Background: Quality of life of patients with ulcerative colitis (UC) has been measured with a series of multiple questionnaires
Methods: An observational cross sectional study was carried out on 68 patients with documented UC referring to an IBD clinic in a
tertiary hospital. Patients with UC who had a colectomy because of intractable disease and were in remission for a year were eligible
for enrollment Patients were instructed to fill the SF-36 Questionnaire (interviewer-administered) regarding quality of life. Side
effects were evaluated with another questionnaire. Results were compared with the normal population of the community.
Results: In comparison with normal population, patients having colectomy have better general QoL. Impotency and incontinency
were most common adverse events after colectomy while the adverse events that decreased the QoL significantly were anal secretions
and number of bowel movements per day without using antidiarrheal- drugs.

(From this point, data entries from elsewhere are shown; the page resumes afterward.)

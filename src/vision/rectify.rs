//! Perspective rectification
//!
//! Maps the plate quadrilateral onto an axis-aligned rectangle, then
//! optionally rotates the result about its centre.

use image::{DynamicImage, GrayImage, Luma, Rgb, RgbImage};
use imageproc::geometric_transformations::{warp_into, Interpolation, Projection};
use tracing::debug;

use crate::config::{check_output_size, RectificationConfig};
use crate::error::{PlateError, Result};
use crate::geometry::Quadrilateral;

/// Output size in pixels for a quadrilateral under a configuration
pub fn target_dimensions(quad: &Quadrilateral, config: &RectificationConfig) -> (u32, u32) {
    let (width, height) = match config.forced_aspect_ratio {
        Some(ratio) => (config.reference_height * ratio, config.reference_height),
        None => (quad.mean_width(), quad.mean_height()),
    };

    (
        scaled_length(width, config.output_scale),
        scaled_length(height, config.output_scale),
    )
}

fn scaled_length(length: f64, scale: f64) -> u32 {
    (length * scale).round().clamp(1.0, u32::MAX as f64) as u32
}

/// Warp the quadrilateral region of `image` into a flat rectangle.
///
/// Samples falling outside the source are filled with black. Grayscale
/// sources stay grayscale; everything else is resampled as RGB.
pub fn rectify(
    image: &DynamicImage,
    quad: &Quadrilateral,
    config: &RectificationConfig,
) -> Result<DynamicImage> {
    config.validate()?;

    let (width, height) = target_dimensions(quad, config);
    check_output_size(width as u64, height as u64)?;
    let (w, h) = (width as f32, height as f32);

    let source = quad.corners().map(|p| (p.x as f32, p.y as f32));
    let target = [(0.0, 0.0), (w, 0.0), (w, h), (0.0, h)];
    let projection = Projection::from_control_points(source, target).ok_or_else(|| {
        PlateError::DegenerateGeometry("no projective transform maps the corners".to_string())
    })?;

    debug!(
        "Rectifying {}x{} source region into {}x{}",
        image.width(),
        image.height(),
        width,
        height
    );

    let warped = warp_image(image, &projection, width, height);

    if config.rotation_degrees == 0.0 {
        return Ok(warped);
    }
    rotate_expanded(&warped, config.rotation_degrees)
}

/// Rotate counter-clockwise about the centre, growing the canvas to the
/// bounding box of the rotated rectangle so no content is clipped.
pub fn rotate_expanded(image: &DynamicImage, degrees: f64) -> Result<DynamicImage> {
    let (width, height) = (image.width() as f64, image.height() as f64);
    let theta = degrees.to_radians();
    let (sin, cos) = (theta.sin().abs(), theta.cos().abs());

    // Trim float noise so 0/90 degree cases do not gain a pixel
    let new_width = ((width * cos + height * sin) - 1e-6).ceil().max(1.0);
    let new_height = ((width * sin + height * cos) - 1e-6).ceil().max(1.0);
    check_output_size(new_width as u64, new_height as u64)?;
    let (new_width, new_height) = (new_width as u32, new_height as u32);

    // Image y points down, so a negative angle turns the content counter-clockwise on screen
    let projection = Projection::translate(new_width as f32 / 2.0, new_height as f32 / 2.0)
        * Projection::rotate(-theta as f32)
        * Projection::translate(-(width as f32) / 2.0, -(height as f32) / 2.0);

    debug!(
        "Rotating {}x{} by {} degrees into {}x{}",
        image.width(),
        image.height(),
        degrees,
        new_width,
        new_height
    );

    Ok(warp_image(image, &projection, new_width, new_height))
}

fn warp_image(
    image: &DynamicImage,
    projection: &Projection,
    width: u32,
    height: u32,
) -> DynamicImage {
    match image {
        DynamicImage::ImageLuma8(gray) => {
            let mut out = GrayImage::new(width, height);
            warp_into(gray, projection, Interpolation::Bilinear, Luma([0]), &mut out);
            DynamicImage::ImageLuma8(out)
        }
        other => {
            let rgb = other.to_rgb8();
            let mut out = RgbImage::new(width, height);
            warp_into(&rgb, projection, Interpolation::Bilinear, Rgb([0, 0, 0]), &mut out);
            DynamicImage::ImageRgb8(out)
        }
    }
}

Conclusion: In conclusion, our study showed a significant improvement of general QoL in a selected group of UC patients, who were
in clinical remission following IPAA and only number of bowel movements per day and anal secretions significantly impaired their
QoL. We suggest that a disease-specific questionnaire should be designed, making changes in health-related QOL more detectable
over time, since it is more sensitive to these changes in IBD patients than a general questionnaire.